[Hey! Say! JUMP] Now we are free

Jun 24, 2012 00:11

Titolo: “Now we are free”
Fandom: Hey! Say! JUMP
Personaggi: Yamada Ryosuke, Yaotome Hikaru
Pairing: Hikayama
Warnings: Death!Fic, Slash, One shot
Word Count: 1.251 fiumidiparole
Rating: PG
Prompt: “Volevo vedere fino a che punto saresti arrivato a sopportare in silenzio.” (ichigo_85); Rabbia
NdA: Storia scritta per la challenge think_angst, e per la V Notte Bianca di maridichallenge.



~ Now we are free ~

Yamada piangeva, rannicchiato in quel letto.

Piangeva, e piangeva, e piangeva.

Gli era parso di non fare altro in quelle ultime ore.

Hikaru sedeva poco distante da lui, in prossimità della finestra, altalenando lo sguardo fra il ragazzo e il panorama notturno che scorgeva oltre quel vetro.
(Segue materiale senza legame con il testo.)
//! Embeds the commit, build date and cargo profile into `build_info.rs`.

use std::env;
use std::error::Error;
use std::fs;
use std::path::PathBuf;
use std::process::Command;

fn git_commit() -> Option<String> {
    let output = Command::new("git")
        .args(["rev-parse", "--short=7", "HEAD"])
        .output()
        .ok()?;
    if !output.status.success() {
        return None;
    }
    let hash = String::from_utf8(output.stdout).ok()?;
    let hash = hash.trim();
    (!hash.is_empty()).then(|| hash.to_string())
}

fn build_date() -> String {
    chrono::Utc::now().format("%Y-%m-%d").to_string()
}

fn main() -> Result<(), Box<dyn Error>> {
    let commit = env::var("BUILD_COMMIT")
        .ok()
        .or_else(git_commit)
        .unwrap_or_else(|| "unknown".to_string());
    let date = env::var("BUILD_DATE").unwrap_or_else(|_| build_date());
    let profile = env::var("PROFILE").unwrap_or_else(|_| "unknown".to_string());

    let consts = [
        ("BUILD_COMMIT", commit),
        ("BUILD_DATE", date),
        ("BUILD_PROFILE", profile),
    ]
    .iter()
    .map(|(name, value)| format!("pub const {name}: &str = {value:?};\n"))
    .collect::<String>();

    let dest = PathBuf::from(env::var("OUT_DIR")?).join("build_info.rs");
    fs::write(dest, consts)?;

    for var in ["BUILD_COMMIT", "BUILD_DATE"] {
        println!("cargo:rerun-if-env-changed={var}");
    }
    println!("cargo:rerun-if-changed=.git/HEAD");
    Ok(())
}
//! Liquidity market simulation: the pool ledger, the event sampler and
//! trade-driven obstacle placement.

pub mod events;
pub mod ledger;
pub mod trades;

pub use events::{EventGenerator, MarketEvent};
pub use ledger::LiquidityLedger;
pub use trades::{DeviationCooldown, ObstacleGeometry, TradeDirection, TradeEngine};
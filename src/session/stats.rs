//! On-screen stat lines derived from the ledger.

use crate::market::LiquidityLedger;
use crate::utils::format::commify;
use std::fmt;

#[derive(Debug, Clone, PartialEq)]
pub enum StatValue {
    Number(f64),
    Text(String),
}

/// One `Label: value` row. Numbers render with thousands separators.
#[derive(Debug, Clone, PartialEq)]
pub struct StatLine {
    pub label: &'static str,
    pub value: StatValue,
}

impl StatLine {
    pub fn number(label: &'static str, value: f64) -> Self {
        Self {
            label,
            value: StatValue::Number(value),
        }
    }

    pub fn text(label: &'static str, value: impl Into<String>) -> Self {
        Self {
            label,
            value: StatValue::Text(value.into()),
        }
    }
}

impl fmt::Display for StatLine {
    fn fmt(&self, f: &mut fmt::Formatter<'_>) -> fmt::Result {
        match &self.value {
            StatValue::Number(n) => write!(f, "{}: {}", self.label, commify(*n)),
            StatValue::Text(s) => write!(f, "{}: {}", self.label, s),
        }
    }
}

/// Current ledger readings in display order.
pub fn snapshot(ledger: &LiquidityLedger) -> Vec<StatLine> {
    vec![
        StatLine::number("Score", ledger.score() as f64),
        StatLine::number("Liquidity", ledger.liquidity()),
        StatLine::number("Longs", ledger.longs_volume()),
        StatLine::number("Shorts", ledger.shorts_volume()),
        StatLine::number("Volume", ledger.total_volume()),
        StatLine::text("Top Speed", format!("{:.1}", ledger.top_speed())),
    ]
}

#[cfg(test)]
mod tests {
    use super::*;

    #[test]
    fn test_number_stat_is_commified() {
        assert_eq!(
            StatLine::number("Liquidity", 100_000.0).to_string(),
            "Liquidity: 100,000"
        );
    }

    #[test]
    fn test_text_stat() {
        assert_eq!(StatLine::text("Mode", "Master").to_string(), "Mode: Master");
    }

    #[test]
    fn test_snapshot_of_fresh_ledger() {
        let lines: Vec<String> = snapshot(&LiquidityLedger::new())
            .iter()
            .map(|l| l.to_string())
            .collect();
        assert_eq!(
            lines,
            vec![
                "Score: 0",
                "Liquidity: 100,000",
                "Longs: 0",
                "Shorts: 0",
                "Volume: 0",
                "Top Speed: 0.0",
            ]
        );
    }
}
“Hikka...” mormorò, per quella che gli parve la milionesima volta.

E per la milionesima volta l’altro lo zittì con un gesto secco della mano, senza nemmeno degnarlo di una parola.

Ryosuke avrebbe voluto andarsene.

Non gli piaceva l’atmosfera di quella casa, non gli era mai piaciuta.
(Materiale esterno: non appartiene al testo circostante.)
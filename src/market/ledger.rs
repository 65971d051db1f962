//! The simulated liquidity pool and per-session trade counters.

use crate::core::constants::{DEFAULT_LIQUIDITY, MAX_LIQUIDITY, MIN_LIQUIDITY};
use serde::{Deserialize, Serialize};

/// Pool liquidity plus running trade volumes for one game session.
///
/// Liquidity always stays within `[MIN_LIQUIDITY, MAX_LIQUIDITY]`; every
/// mutation saturates at the bounds instead of failing. Volumes only grow
/// until [`LiquidityLedger::reset`].
#[derive(Debug, Clone, PartialEq, Serialize, Deserialize)]
pub struct LiquidityLedger {
    liquidity: f64,
    shorts_volume: f64,
    longs_volume: f64,
    top_speed: f64,
    score: u64,
}

impl Default for LiquidityLedger {
    fn default() -> Self {
        Self {
            liquidity: DEFAULT_LIQUIDITY,
            shorts_volume: 0.0,
            longs_volume: 0.0,
            top_speed: 0.0,
            score: 0,
        }
    }
}

impl LiquidityLedger {
    pub fn new() -> Self {
        Self::default()
    }

    pub fn liquidity(&self) -> f64 {
        self.liquidity
    }

    pub fn shorts_volume(&self) -> f64 {
        self.shorts_volume
    }

    pub fn longs_volume(&self) -> f64 {
        self.longs_volume
    }

    /// Derived from the two sides so it always equals their sum.
    pub fn total_volume(&self) -> f64 {
        self.longs_volume + self.shorts_volume
    }

    pub fn top_speed(&self) -> f64 {
        self.top_speed
    }

    pub fn score(&self) -> u64 {
        self.score
    }

    pub fn add_liquidity(&mut self, amount: f64) {
        self.liquidity = (self.liquidity + amount).min(MAX_LIQUIDITY);
    }

    pub fn remove_liquidity(&mut self, amount: f64) {
        self.liquidity = (self.liquidity - amount).max(MIN_LIQUIDITY);
    }

    pub fn add_long(&mut self, amount: f64) {
        self.longs_volume += amount;
    }

    pub fn add_short(&mut self, amount: f64) {
        self.shorts_volume += amount;
    }

    /// Raise the top-speed high-water mark if `speed` beats it.
    pub fn record_speed(&mut self, speed: f64) {
        if speed > self.top_speed {
            self.top_speed = speed;
        }
    }

    pub fn add_score(&mut self, points: u64) {
        self.score = self.score.saturating_add(points);
    }

    /// Back to session-start defaults.
    pub fn reset(&mut self) {
        *self = Self::default();
    }
}
//! Per-tick market event sampling.

use crate::core::settings::{Settings, SettingsError};
use crate::utils::math::{gcd_all, random_index};
use rand::Rng;
use serde::{Deserialize, Serialize};

/// What the market does on a tick.
#[derive(Debug, Clone, Copy, PartialEq, Eq, Hash, Serialize, Deserialize)]
pub enum MarketEvent {
    /// A trade lands: a new obstacle pair is placed.
    AddTrade,
    /// Liquidity flows in: gaps widen.
    AddLiquidity,
    /// Liquidity flows out: gaps narrow.
    RemoveLiquidity,
}

impl MarketEvent {
    pub const ALL: [MarketEvent; 3] = [
        MarketEvent::AddTrade,
        MarketEvent::AddLiquidity,
        MarketEvent::RemoveLiquidity,
    ];

    pub fn label(&self) -> &'static str {
        match self {
            Self::AddTrade => "ADD_TRADE",
            Self::AddLiquidity => "ADD_LIQUIDITY",
            Self::RemoveLiquidity => "REMOVE_LIQUIDITY",
        }
    }
}

/// Weighted categorical sampler over [`MarketEvent`], gated by an overall
/// per-tick event chance.
///
/// Weights are reduced by their gcd and stored as cumulative upper bounds;
/// a draw picks a uniform slot in `[0, total)` and binary-searches for the
/// owning event.
#[derive(Debug, Clone)]
pub struct EventGenerator {
    event_chance: f64,
    cumulative: [u64; 3],
}

impl EventGenerator {
    /// Build from `(trade, add liquidity, remove liquidity)` weights and an
    /// event chance percentage in `[0, 100]`.
    pub fn new(weights: [u32; 3], event_chance: f64) -> Result<Self, SettingsError> {
        let divisor = gcd_all(&weights);
        if divisor == 0 {
            return Err(SettingsError::AllEventWeightsZero);
        }
        if !(0.0..=100.0).contains(&event_chance) {
            return Err(SettingsError::InvalidEventChance(event_chance));
        }

        let mut cumulative = [0u64; 3];
        let mut running = 0u64;
        for (slot, weight) in cumulative.iter_mut().zip(weights) {
            running += u64::from(weight / divisor);
            *slot = running;
        }

        Ok(Self {
            event_chance,
            cumulative,
        })
    }

    pub fn from_settings(settings: &Settings) -> Result<Self, SettingsError> {
        Self::new(settings.event_weights(), settings.event_chance)
    }

    /// Number of slots in the reduced table (sum of weights / gcd).
    pub fn total_weight(&self) -> u64 {
        self.cumulative[2]
    }

    /// Reduced weight for one event kind.
    pub fn weight_of(&self, event: MarketEvent) -> u64 {
        let idx = event as usize;
        let lower = if idx == 0 { 0 } else { self.cumulative[idx - 1] };
        self.cumulative[idx] - lower
    }

    /// Roll for this tick's event. `None` means a quiet tick.
    pub fn generate_event<R: Rng>(&self, rng: &mut R) -> Option<MarketEvent> {
        let roll: f64 = rng.gen();
        if roll >= self.event_chance / 100.0 {
            return None;
        }
        let slot = random_index(rng, self.total_weight());
        // First cumulative bound strictly above the slot; zero-weight kinds
        // share their predecessor's bound and are skipped.
        let idx = self.cumulative.partition_point(|&bound| bound <= slot);
        MarketEvent::ALL.get(idx).copied()
    }
}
Era come se in sé riflettesse tutta la tristezza provata da Hikaru, era cupa. E, in quel momento, gli faceva paura quasi quanto il ragazzo che gli stava di fronte.

“Mi dispiace, Hikaru. Lo so che avrei dovuto fare come mi avevi detto, ma io...”

“Sta’ zitto!” urlò l’altro, le labbra assottigliate e gli occhi ridotti a due fessure.

Si alzò in piedi, andando verso di lui e afferrandolo per il colletto della camicia, la frizione con la stoffa a lasciare il segno sul collo del più piccolo. “Sta’ zitto, Ryosuke. Non mi interessa delle tue scuse, non mi interessa di quello che è successo e del perché ti sia comportato in modo così idiota. Hai commesso un errore, e adesso è a me che tocca rimediare, lo capisci questo, non è vero?” sibilò, e Yamada scorse come un lume di follia nei suoi occhi, mista ad una rabbia così cieca che non ebbe il coraggio di dire nemmeno un’altra parola.

Annuì allora, spaventato, passandosi la mano sopra la pelle lievemente ferita dopo che Yaotome l’ebbe lasciato andare.

Tornò a piangere in quell’angolo di letto sul quale era stato abbandonato, continuando a chiedersi come avesse fatto a finire in quella situazione così allucinante.

Ricordava il dolore che aveva provato mesi prima, quando Yuri gli aveva detto che non si sarebbero più potuti vedere. Ricordava di aver pianto anche allora, sebbene fossero lacrime di natura ben diversa, e ricordava di aver odiato tanto il più piccolo quando Yuya dal più profondo del suo cuore.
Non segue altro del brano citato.